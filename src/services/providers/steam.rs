/// Steam Web API provider
///
/// Fetches a user's owned games and lifetime playtimes via
/// `IPlayerService/GetOwnedGames`. Playtimes arrive in minutes and are
/// converted to hours before leaving this module.
///
/// Accounts with private game details return an empty `response` object;
/// that is reported as an empty record set, not an error.
use std::time::Duration;

use reqwest::Client as HttpClient;

use crate::{
    error::{AppError, AppResult},
    models::{OwnedGamesResponse, UsageRecord, UserId},
    services::providers::UsageFetcher,
};

#[derive(Clone)]
pub struct SteamProvider {
    http_client: HttpClient,
    api_key: String,
    api_url: String,
}

impl SteamProvider {
    /// Creates a new Steam provider with a per-call request timeout
    pub fn new(api_key: String, api_url: String, timeout: Duration) -> AppResult<Self> {
        let http_client = HttpClient::builder().timeout(timeout).build()?;

        Ok(Self {
            http_client,
            api_key,
            api_url,
        })
    }
}

#[async_trait::async_trait]
impl UsageFetcher for SteamProvider {
    async fn fetch_user_records(&self, user: &UserId) -> AppResult<Vec<UsageRecord>> {
        let url = format!("{}/IPlayerService/GetOwnedGames/v1/", self.api_url);

        let response = self
            .http_client
            .get(&url)
            .query(&[
                ("key", self.api_key.as_str()),
                ("steamid", user.as_str()),
                ("include_appinfo", "true"),
                ("include_played_free_games", "true"),
            ])
            .send()
            .await?;

        if !response.status().is_success() {
            let status = response.status();
            let body = response.text().await.unwrap_or_default();
            return Err(AppError::ExternalApi(format!(
                "Steam API returned status {}: {}",
                status, body
            )));
        }

        let owned: OwnedGamesResponse = response.json().await?;

        let records: Vec<UsageRecord> = owned
            .response
            .games
            .unwrap_or_default()
            .into_iter()
            .map(|game| game.into_record(user))
            .collect();

        tracing::debug!(
            user_id = %user,
            records = records.len(),
            provider = "steam",
            "Owned games fetched"
        );

        Ok(records)
    }

    fn name(&self) -> &'static str {
        "steam"
    }
}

EXERCISE AIM. What lines of the material above contain "Duration"? Return each of them.

SOLUTION FOR THIS TASK.
use std::time::Duration;
    pub fn new(api_key: String, api_url: String, timeout: Duration) -> AppResult<Self> {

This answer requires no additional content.